DEV Community

Mark Lennox
Mark Lennox

Posted on

Abstract Syntax Trees for fun and profit

Part One - an overview

This article is a cross-post from my blog

This is part one of a series of articles about abstract syntax trees and their use in javascript. The scope of this article is a quick introduction to ASTs, babel plugins and some simple 'toy' examples.

I will present the information and instruction using description, code/json and a diagram wherever possible in a bid to make the subject matter easier to comprehend for a wider range of types of learners.

Scope of this article

This is a very light introduction to abstract syntax trees and the transformation of very simple code. Future articles will deal with real-world code, investigate static analysis, and look at approaches to creating babel plugins that could be useful in your own codebase, also - codemods.

Code

A github repo accompanies this article https://github.com/mlennox/abstractsyntaxforfunandprofit

what are abstract syntax trees

These useful data structures represent the abstract structure of source code regardless of the language. This is possible because despite the syntactic differences, all languages have a very large overlap in terms of the code structure they express: variable assignment, conditions, logic branching etc.

An abstract syntax tree can be used to facilitate static analysis of code, rewriting code, compiling code (transform from one language to another), or very commonly in web development - transpiling code (transform from one language to another with similar level of abstraction ie. typescript to javascript, or es6+ to es5).

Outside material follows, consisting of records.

//! Built-in handler for `sync:orchestrate_full`.

use async_trait::async_trait;
use std::sync::Arc;
use tracing::{info, warn};

use super::handler::{JobContext, JobError, SyncJobHandler};
use crate::constants::JobType;
use crate::orchestration::{OrchestrationState, Orchestrator};

/// Runs the full sync pipeline for each orchestrate job.
///
/// Contention and stage-level failures are reported by the orchestrator and end
/// the job; only coordination store errors fail it and leave it to the broker's
/// retries.
#[derive(Debug, Clone)]
pub struct OrchestrateFullSyncHandler {
    orchestrator: Arc<Orchestrator>,
}

impl OrchestrateFullSyncHandler {
    pub fn new(orchestrator: Arc<Orchestrator>) -> Self {
        Self { orchestrator }
    }
}

#[async_trait]
impl SyncJobHandler for OrchestrateFullSyncHandler {
    fn job_type(&self) -> JobType {
        JobType::OrchestrateFull
    }

    async fn handle(&self, context: &JobContext) -> Result<(), JobError> {
        let outcome = self.orchestrator.run_full_sync().await?;

        match outcome.final_state {
            OrchestrationState::Failed => {
                if let Some(failure) = &outcome.failure {
                    warn!(
                        job_id = %context.job_id,
                        run_id = %outcome.run_id,
                        stage = %failure.stage,
                        error = %failure.error,
                        "Full sync run failed"
                    );
                }
            }
            state => {
                info!(
                    job_id = %context.job_id,
                    run_id = %outcome.run_id,
                    final_state = %state,
                    submitted = outcome.submitted.len(),
                    "Full sync run finished"
                );
            }
        }

        Ok(())
    }
}

#[cfg(test)]
mod tests {
    use super::*;
    use crate::config::StageSyncConfig;
    use crate::coordination::{CoordinationStore, InMemoryCoordinationStore};
    use crate::messaging::InMemoryQueueBroker;
    use std::time::Duration;
    use uuid::Uuid;

    #[tokio::test]
    async fn test_lock_contention_is_success() {
        let store = Arc::new(InMemoryCoordinationStore::new());
        store
            .set_if_absent("sync_running", "other", Duration::from_secs(600))
            .await
            .unwrap();
        let broker = Arc::new(InMemoryQueueBroker::default());
        let orchestrator = Orchestrator::new(store, broker.clone(), &StageSyncConfig::default());
        let handler = OrchestrateFullSyncHandler::new(Arc::new(orchestrator));

        let context = JobContext {
            job_id: Uuid::new_v4(),
            job_type: JobType::OrchestrateFull,
            message_id: 1,
            attempt: 1,
            max_retries: 3,
        };

        assert_eq!(handler.handle(&context).await, Ok(()));
        assert!(broker.submitted().is_empty());
    }
}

In this article I'll show some examples of simple source code presented as abstract syntax trees, and also give a working example (see the repo) by building simple babel plugins to transform basic code

Purity of abstraction

The AST examples I'll be showing are not pure abstractions as they contain metadata relating to the source code and the elements are named to reflect javascript syntax. In all respects they are abstract syntax trees and closely follow the EStree spec

The JSON representations in this article were generated by the AST explorer listed in the useful resources section below.

Useful references

Javascript AST viewer - https://astexplorer.net/

Developer docs for babel plugin development - babel plugin handbook

Babel type reference - https://babeljs.io/docs/en/next/babel-types.html

AST examples

I'll provide some examples here to help visualise the resulting structure when code is parsed into an abstract syntax tree.

The first will change instances of var to const and the second will transform an array into an object.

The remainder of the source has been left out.